- Active: 1898–1920
- Country: Company rule in Rhodesia
- Nickname: SRV
- Engagements: Boer War Siege of Mafeking; Siege of Elands River;

= Southern Rhodesia Volunteers =

The Southern Rhodesia Volunteers was an army regiment active from 1898 to 1920 during the time of the British South Africa Company's rule over Rhodesia. It was the first regiment to be formed in Southern Rhodesia (now Zimbabwe), beginning the process culminating in the emergence of the Zimbabwe National Army.

== History ==
In 1898, the Southern Rhodesia Volunteers was established as a mounted corps supported by cyclists, signallers, and engineers.
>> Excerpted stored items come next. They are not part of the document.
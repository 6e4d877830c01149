//! HTTP publish sink for alarm envelopes.

use crate::config::Config;
use crate::event::AlarmEvent;
use async_trait::async_trait;
use std::sync::atomic::{AtomicU64, Ordering};
use thiserror::Error;

#[derive(Debug, Error)]
pub enum PublishError {
    #[error("HTTP request failed: {0}")]
    Http(#[from] reqwest::Error),

    #[error("sink rejected event: {status} - {body}")]
    Rejected { status: u16, body: String },
}

/// Where envelopes go. The simulation loop depends only on this seam, so
/// tests substitute a scripted sink for the real endpoint.
#[async_trait]
pub trait PublishSink: Send + Sync {
    /// Submits a single envelope. Any non-2xx response or transport
    /// failure is an error for that event alone.
    async fn publish(&self, event: &AlarmEvent) -> Result<(), PublishError>;
}

/// Counters for publish outcomes across the whole run.
#[derive(Debug, Default)]
pub struct PublishStats {
    pub events_published: AtomicU64,
    pub events_failed: AtomicU64,
    pub ticks_completed: AtomicU64,
}

impl PublishStats {
    pub fn new() -> Self {
        Self::default()
    }

    pub fn record_published(&self) {
        self.events_published.fetch_add(1, Ordering::Relaxed);
    }

    pub fn record_failed(&self) {
        self.events_failed.fetch_add(1, Ordering::Relaxed);
    }

    pub fn record_tick(&self) {
        self.ticks_completed.fetch_add(1, Ordering::Relaxed);
    }
}

/// Publisher that posts envelopes to an Event Grid style topic endpoint.
pub struct HttpPublisher {
    client: reqwest::Client,
    endpoint_url: String,
    sas_key: String,
}

impl HttpPublisher {
    pub fn new(config: &Config) -> Self {
        let client = reqwest::Client::builder()
            .timeout(config.request_timeout)
            .build()
            .expect("Failed to create HTTP client");

        Self {
            client,
            endpoint_url: config.endpoint_url.clone(),
            sas_key: config.sas_key.clone(),
        }
    }
}

#[async_trait]
impl PublishSink for HttpPublisher {
    async fn publish(&self, event: &AlarmEvent) -> Result<(), PublishError> {
        // The ingestion side expects a single-element array of envelopes.
        let response = self
            .client
            .post(&self.endpoint_url)
            .header("aeg-sas-key", &self.sas_key)
            .header(reqwest::header::ACCEPT, "application/json")
            .json(&[event])
            .send()
            .await?;

        if response.status().is_success() {
            Ok(())
        } else {
            let status = response.status().as_u16();
            let body = response.text().await.unwrap_or_default();
            Err(PublishError::Rejected { status, body })
        }
    }
}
The Southern Rhodesia Volunteers served alongside the British South Africa Police and various Colonial and British Units.

The Southern Rhodesia Volunteers had two divisions, the Eastern Division based in Salisbury and the Western Division based in Bulawayo.

The Southern Rhodesia Volunteers served in the Boer War and the Siege of Mafeking. After their service in both deployments, they were awarded their first King’s Colour and Regimental Colour. The Southern Rhodesia Volunteers never participated in the First World War, as their territory was represented on the front line by the Rhodesia Regiment.